Stored data entries
[Start of Attachment]
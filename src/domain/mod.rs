// Domain layer: the parsing and aggregation pipeline.

pub mod error;
pub mod matcher;
pub mod nesting;
pub mod token;
pub mod tokenizer;
pub mod tree;

pub use error::{MineError, Result};
pub use nesting::{split_nested, Chains};
pub use token::{Token, TokenSequence};
pub use tree::CallTree;
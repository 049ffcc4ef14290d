// Error taxonomy for a single mining run.

use thiserror::Error;

#[derive(Debug, Error)]
pub enum MineError {
    /// The target identifier cannot be tokenized by the chain grammar.
    #[error("invalid identifier '{0}': expected one or more ASCII letters or digits")]
    InvalidIdentifier(String),

    /// Nothing arrived on the input stream within the wait window.
    #[error("no piped input received within {waited_ms}ms")]
    NoInput { waited_ms: u64 },

    #[error("no matches found for regexp {pattern}")]
    NoMatches { pattern: String },

    #[error("failed to read input: {0}")]
    Read(#[from] std::io::Error),

    #[error("invalid match pattern: {0}")]
    Pattern(#[from] regex::Error),
}

impl MineError {
    /// Usage errors are the caller's fault and get the usage hint printed.
    pub fn is_usage(&self) -> bool {
        matches!(self, MineError::InvalidIdentifier(_) | MineError::NoInput { .. })
    }
}

pub type Result<T> = std::result::Result<T, MineError>;
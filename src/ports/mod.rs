use std::path::Path;

use crate::api::TreeDocument;
use crate::domain::Result;

// TextSource: supply the fully buffered input text once the stream has closed
pub trait TextSource {
    fn read_text(&self) -> Result<String>;
}

// TreeExporter: persist the finished document
pub trait TreeExporter {
    fn export(&self, document: &TreeDocument, path: &Path) -> std::io::Result<()>;
}
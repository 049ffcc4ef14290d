//! Call-chain tokenizer.
//!
//! Strips tokens off the front of a raw match until nothing parseable is
//! left. Two grammars are in play: right after the bare identifier token a
//! `)` may also end a token (`(Library.prop)`), everywhere else only `.`,
//! `(` and `;` do.

use regex::Regex;

use super::error::Result;
use super::token::{Token, TokenSequence};

/// Which terminator set applies to the next token.
#[derive(Debug, Clone, Copy, PartialEq, Eq)]
enum Grammar {
    Chain,
    AfterIdentifier,
}

pub struct Tokenizer {
    identifier: Token,
    chain: Regex,
    after_identifier: Regex,
}

impl Tokenizer {
    pub fn new(identifier: &str) -> Result<Self> {
        Ok(Self {
            identifier: Token::identifier(identifier),
            chain: Regex::new(r"^[0-9A-Za-z]+[.(;]")?,
            after_identifier: Regex::new(r"^[0-9A-Za-z]+[.();]")?,
        })
    }

    pub fn identifier(&self) -> &Token {
        &self.identifier
    }

    fn grammar_after(&self, previous: Option<&Token>) -> Grammar {
        match previous {
            Some(token) if *token == self.identifier => Grammar::AfterIdentifier,
            _ => Grammar::Chain,
        }
    }

    fn regex(&self, grammar: Grammar) -> &Regex {
        match grammar {
            Grammar::Chain => &self.chain,
            Grammar::AfterIdentifier => &self.after_identifier,
        }
    }

    /// Tokenize one raw match. Stops silently at the first unparseable
    /// position and returns what was collected so far.
    pub fn tokenize(&self, raw: &str) -> TokenSequence {
        let mut tokens = TokenSequence::default();
        let mut rest = raw;

        loop {
            let grammar = self.grammar_after(tokens.last());
            let Some(m) = self.regex(grammar).find(rest) else {
                break;
            };
            let mut token = Token::new(m.as_str());
            rest = &rest[m.end()..];

            // `name()` followed by `.` or `;` is an empty call: the `)` is
            // absorbed and the chain continues (or ends) after it.
            if token.terminator() == Some('(') {
                if let Some(after_close) = rest.strip_prefix(')') {
                    rest = after_close;
                    if let Some(after_dot) = rest.strip_prefix('.') {
                        rest = after_dot;
                    } else if let Some(after_semi) = rest.strip_prefix(';') {
                        rest = after_semi;
                        token = token.with_terminator(';');
                    }
                }
            }

            tokens.push(token);
        }

        tokens
    }
}

#[cfg(test)]
mod tests {
    use super::*;

    fn tokens(raw: &str) -> Vec<String> {
        let tokenizer = Tokenizer::new("Library").unwrap();
        tokenizer
            .tokenize(raw)
            .tokens()
            .iter()
            .map(|t| t.to_string())
            .collect()
    }

    #[test]
    fn test_empty_calls_chain() {
        assert_eq!(
            tokens("Library.method1().method2();"),
            vec!["Library.", "method1(", "method2;"]
        );
    }

    #[test]
    fn test_property_access() {
        assert_eq!(tokens("Library.a.b;"), vec!["Library.", "a.", "b;"]);
    }

    #[test]
    fn test_close_paren_allowed_after_identifier_only() {
        assert_eq!(tokens("Library.prop);"), vec!["Library.", "prop)"]);
        // `)` does not end a token deeper in the chain.
        assert_eq!(tokens("Library.a.b);"), vec!["Library.", "a."]);
    }

    #[test]
    fn test_stops_at_arguments() {
        assert_eq!(tokens("Library.a(1).b();"), vec!["Library.", "a("]);
    }

    #[test]
    fn test_nested_identifier() {
        // Only the empty call's own `)` is absorbed; the outer `)` ends the chain.
        assert_eq!(
            tokens("Library.a(Library.b());"),
            vec!["Library.", "a(", "Library.", "b("]
        );
    }

    #[test]
    fn test_nested_chain_continues_after_empty_call() {
        assert_eq!(
            tokens("Library.a(Library.b().c());"),
            vec!["Library.", "a(", "Library.", "b(", "c("]
        );
    }

    #[test]
    fn test_trailing_text_after_statement() {
        assert_eq!(
            tokens("Library.x(); foo();"),
            vec!["Library.", "x;"]
        );
    }

    #[test]
    fn test_unparseable_yields_empty() {
        assert!(tokens(";;").is_empty());
        assert!(tokens("").is_empty());
    }
}
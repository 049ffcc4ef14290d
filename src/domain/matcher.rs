// Raw match extraction: every `<identifier>.` run up to a statement terminator.

use regex::Regex;
use std::collections::HashSet;

use super::error::Result;

pub struct RawMatcher {
    regex: Regex,
}

impl RawMatcher {
    pub fn new(identifier: &str) -> Result<Self> {
        let pattern = format!(r"{}\..*;+", regex::escape(identifier));
        Ok(Self {
            regex: Regex::new(&pattern)?,
        })
    }

    pub fn pattern(&self) -> &str {
        self.regex.as_str()
    }

    /// All non-overlapping matches, left to right. A match never spans a line.
    pub fn find_all<'t>(&self, text: &'t str) -> Vec<&'t str> {
        self.regex.find_iter(text).map(|m| m.as_str()).collect()
    }
}

/// Drop repeated matches, keeping first-seen order.
pub fn unique_matches<'t>(matches: &[&'t str]) -> Vec<&'t str> {
    let mut seen = HashSet::new();
    matches
        .iter()
        .copied()
        .filter(|m| seen.insert(*m))
        .collect()
}
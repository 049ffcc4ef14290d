// Main library entry point for Method Tree.

pub mod api;
pub mod application;
pub mod config;
pub mod domain;
pub mod infrastructure;
pub mod ports;
// Run configuration, validated before any input is read.

use std::path::PathBuf;
use std::time::Duration;

use crate::domain::{MineError, Result};

pub const DEFAULT_OUTPUT: &str = "../logfile.json";
pub const DEFAULT_TIMEOUT_MS: u64 = 500;

#[derive(Debug, Clone)]
pub struct Config {
    pub identifier: String,
    pub output: PathBuf,
    pub input_timeout: Duration,
}

impl Config {
    pub fn new(identifier: impl Into<String>) -> Result<Self> {
        let identifier = identifier.into();
        if identifier.is_empty() || !identifier.chars().all(|c| c.is_ascii_alphanumeric()) {
            return Err(MineError::InvalidIdentifier(identifier));
        }
        Ok(Self {
            identifier,
            output: PathBuf::from(DEFAULT_OUTPUT),
            input_timeout: Duration::from_millis(DEFAULT_TIMEOUT_MS),
        })
    }

    pub fn with_output(mut self, output: impl Into<PathBuf>) -> Self {
        self.output = output.into();
        self
    }

    pub fn with_timeout(mut self, timeout: Duration) -> Self {
        self.input_timeout = timeout;
        self
    }
}
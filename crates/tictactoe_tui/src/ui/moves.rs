//! Move list rendering.

use crate::app::{App, Focus};
use ratatui::{
    Frame,
    layout::Rect,
    style::{Color, Modifier, Style},
    text::{Line, Span},
    widgets::{Block, Borders, List, ListItem},
};
use tictactoe::MoveListEntry;

/// Renders the move list followed by the sort toggle.
pub fn render_moves(frame: &mut Frame, area: Rect, app: &App) {
    let focused = app.focus() == Focus::Moves;
    let snapshot = app.snapshot();

    let mut items: Vec<ListItem> = snapshot
        .entries()
        .iter()
        .enumerate()
        .map(|(row, entry)| ListItem::new(entry_line(entry, focused && app.selected() == row)))
        .collect();
    items.push(ListItem::new(Line::default()));
    items.push(ListItem::new(button_line(
        snapshot.sort_toggle_label(),
        focused && app.sort_toggle_selected(),
    )));

    let border = if focused {
        Style::default().fg(Color::Cyan)
    } else {
        Style::default()
    };
    let list = List::new(items).block(
        Block::default()
            .borders(Borders::ALL)
            .border_style(border)
            .title("Moves"),
    );
    frame.render_widget(list, area);
}

/// One move-list row.
///
/// The latest entry is plain text; earlier entries are drawn as buttons.
pub fn entry_line(entry: &MoveListEntry, selected: bool) -> Line<'static> {
    if entry.is_activatable() {
        button_line(entry.label(), selected)
    } else {
        let style = Style::default().add_modifier(Modifier::ITALIC);
        let marker = if selected { "> " } else { "  " };
        Line::from(vec![
            Span::raw(marker),
            Span::styled(entry.label().clone(), style),
        ])
    }
}

fn button_line(label: &str, selected: bool) -> Line<'static> {
    let style = if selected {
        Style::default().fg(Color::Black).bg(Color::Cyan)
    } else {
        Style::default().fg(Color::Cyan)
    };
    let marker = if selected { "> " } else { "  " };
    Line::from(vec![
        Span::raw(marker),
        Span::styled(format!("[ {} ]", label), style),
    ])
}
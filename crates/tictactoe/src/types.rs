//! Core domain types for tic-tac-toe.

use super::position::Position;
use serde::{Deserialize, Serialize};

/// Player in the game.
#[derive(
    Debug, Clone, Copy, PartialEq, Eq, Hash, Serialize, Deserialize, derive_more::Display,
)]
pub enum Player {
    /// Player X (goes first).
    #[display("X")]
    X,
    /// Player O (goes second).
    #[display("O")]
    O,
}

impl Player {
    /// Returns the player whose mark goes next, given the number of
    /// history entries (initial board included).
    ///
    /// An odd history length means an even number of moves have been made,
    /// so X is up.
    pub fn to_move_after(history_len: usize) -> Self {
        if history_len % 2 == 1 {
            Player::X
        } else {
            Player::O
        }
    }
}

/// A square on the tic-tac-toe board.
#[derive(Debug, Clone, Copy, PartialEq, Eq, Hash, Serialize, Deserialize)]
pub enum Square {
    /// Empty square.
    Empty,
    /// Square occupied by a player.
    Occupied(Player),
}

impl Square {
    /// Returns the occupying player, if any.
    pub fn player(self) -> Option<Player> {
        match self {
            Square::Empty => None,
            Square::Occupied(player) => Some(player),
        }
    }
}

/// 3x3 tic-tac-toe board.
#[derive(Debug, Clone, PartialEq, Eq, Hash, Serialize, Deserialize)]
pub struct Board {
    /// Squares in row-major order (0-8).
    squares: [Square; 9],
}

impl Board {
    /// Creates a new empty board.
    pub fn new() -> Self {
        Self {
            squares: [Square::Empty; 9],
        }
    }

    /// Gets the square at the given position.
    pub fn get(&self, pos: Position) -> Square {
        self.squares[pos.index()]
    }

    /// Sets the square at the given position.
    pub(crate) fn set(&mut self, pos: Position, square: Square) {
        self.squares[pos.index()] = square;
    }

    /// Returns a copy of this board with `player`'s mark at `pos`.
    pub fn with_mark(&self, pos: Position, player: Player) -> Self {
        let mut next = self.clone();
        next.set(pos, Square::Occupied(player));
        next
    }

    /// Checks if a square is empty.
    pub fn is_empty(&self, pos: Position) -> bool {
        self.get(pos) == Square::Empty
    }

    /// Returns all squares as a slice.
    pub fn squares(&self) -> &[Square; 9] {
        &self.squares
    }

    /// Positions whose square differs between `self` and `other`.
    pub fn diff(&self, other: &Board) -> Vec<Position> {
        Position::ALL
            .iter()
            .copied()
            .filter(|pos| self.get(*pos) != other.get(*pos))
            .collect()
    }

    /// Formats the board as a human-readable string.
    pub fn display(&self) -> String {
        let mut result = String::new();
        for row in 0..3 {
            for col in 0..3 {
                let pos = row * 3 + col;
                let symbol = match self.squares[pos] {
                    Square::Empty => (pos + 1).to_string(),
                    Square::Occupied(player) => player.to_string(),
                };
                result.push_str(&symbol);
                if col < 2 {
                    result.push('|');
                }
            }
            if row < 2 {
                result.push_str("\n-+-+-\n");
            }
        }
        result
    }
}

impl Default for Board {
    fn default() -> Self {
        Self::new()
    }
}

#[cfg(test)]
mod tests {
    use super::*;

    #[test]
    fn test_parity_picks_x_on_odd_length() {
        assert_eq!(Player::to_move_after(1), Player::X);
        assert_eq!(Player::to_move_after(2), Player::O);
        assert_eq!(Player::to_move_after(9), Player::X);
    }

    #[test]
    fn test_with_mark_leaves_original_untouched() {
        let board = Board::new();
        let next = board.with_mark(Position::Center, Player::X);

        assert!(board.is_empty(Position::Center));
        assert_eq!(next.get(Position::Center), Square::Occupied(Player::X));
        assert_eq!(board.diff(&next), vec![Position::Center]);
    }

    #[test]
    fn test_display_numbers_empty_squares() {
        let board = Board::new().with_mark(Position::TopLeft, Player::O);
        assert_eq!(board.display(), "O|2|3\n-+-+-\n4|5|6\n-+-+-\n7|8|9");
    }
}
//! First-class invariants for the move history.
//!
//! Invariants are logical properties that must hold after every
//! transition. They are testable independently and document what the
//! state machine guarantees.

/// A logical property that must hold for a given state.
pub trait Invariant<S> {
    /// Checks if the invariant holds for the given state.
    fn holds(state: &S) -> bool;

    /// Human-readable description of the invariant.
    fn description() -> &'static str;
}

/// Violation of an invariant.
#[derive(Debug, Clone, PartialEq, Eq)]
pub struct InvariantViolation {
    /// Description of the violated invariant.
    pub description: String,
}

impl InvariantViolation {
    /// Creates a new invariant violation.
    pub fn new(description: impl Into<String>) -> Self {
        Self {
            description: description.into(),
        }
    }
}

/// A set of invariants that can be checked together.
///
/// Implementations are provided for tuples.
pub trait InvariantSet<S> {
    /// Checks all invariants in the set.
    ///
    /// Returns Ok(()) if all invariants hold, or Err with a list of
    /// violations if any invariant fails.
    fn check_all(state: &S) -> Result<(), Vec<InvariantViolation>>;
}

fn check<S, I: Invariant<S>>(state: &S, violations: &mut Vec<InvariantViolation>) {
    if !I::holds(state) {
        violations.push(InvariantViolation::new(I::description()));
    }
}

fn collect(violations: Vec<InvariantViolation>) -> Result<(), Vec<InvariantViolation>> {
    if violations.is_empty() {
        Ok(())
    } else {
        Err(violations)
    }
}

impl<S, I1, I2, I3> InvariantSet<S> for (I1, I2, I3)
where
    I1: Invariant<S>,
    I2: Invariant<S>,
    I3: Invariant<S>,
{
    fn check_all(state: &S) -> Result<(), Vec<InvariantViolation>> {
        let mut violations = Vec::new();
        check::<S, I1>(state, &mut violations);
        check::<S, I2>(state, &mut violations);
        check::<S, I3>(state, &mut violations);
        collect(violations)
    }
}

impl<S, I1, I2> InvariantSet<S> for (I1, I2)
where
    I1: Invariant<S>,
    I2: Invariant<S>,
{
    fn check_all(state: &S) -> Result<(), Vec<InvariantViolation>> {
        let mut violations = Vec::new();
        check::<S, I1>(state, &mut violations);
        check::<S, I2>(state, &mut violations);
        collect(violations)
    }
}

pub mod alternating_turn;
pub mod frozen_after_win;
pub mod stepwise_history;

pub use alternating_turn::AlternatingTurnInvariant;
pub use frozen_after_win::FrozenAfterWinInvariant;
pub use stepwise_history::StepwiseHistoryInvariant;

/// All history invariants as a composable set.
pub type HistoryInvariants = (
    StepwiseHistoryInvariant,
    AlternatingTurnInvariant,
    FrozenAfterWinInvariant,
);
[End of Attachment]
EXERCISE AIM
Go through the entries and filter for lines holding the word "Borders"; copy each match.

RESULT OF THIS EXERCISE
    widgets::{Block, Borders, List, ListItem},
            .borders(Borders::ALL)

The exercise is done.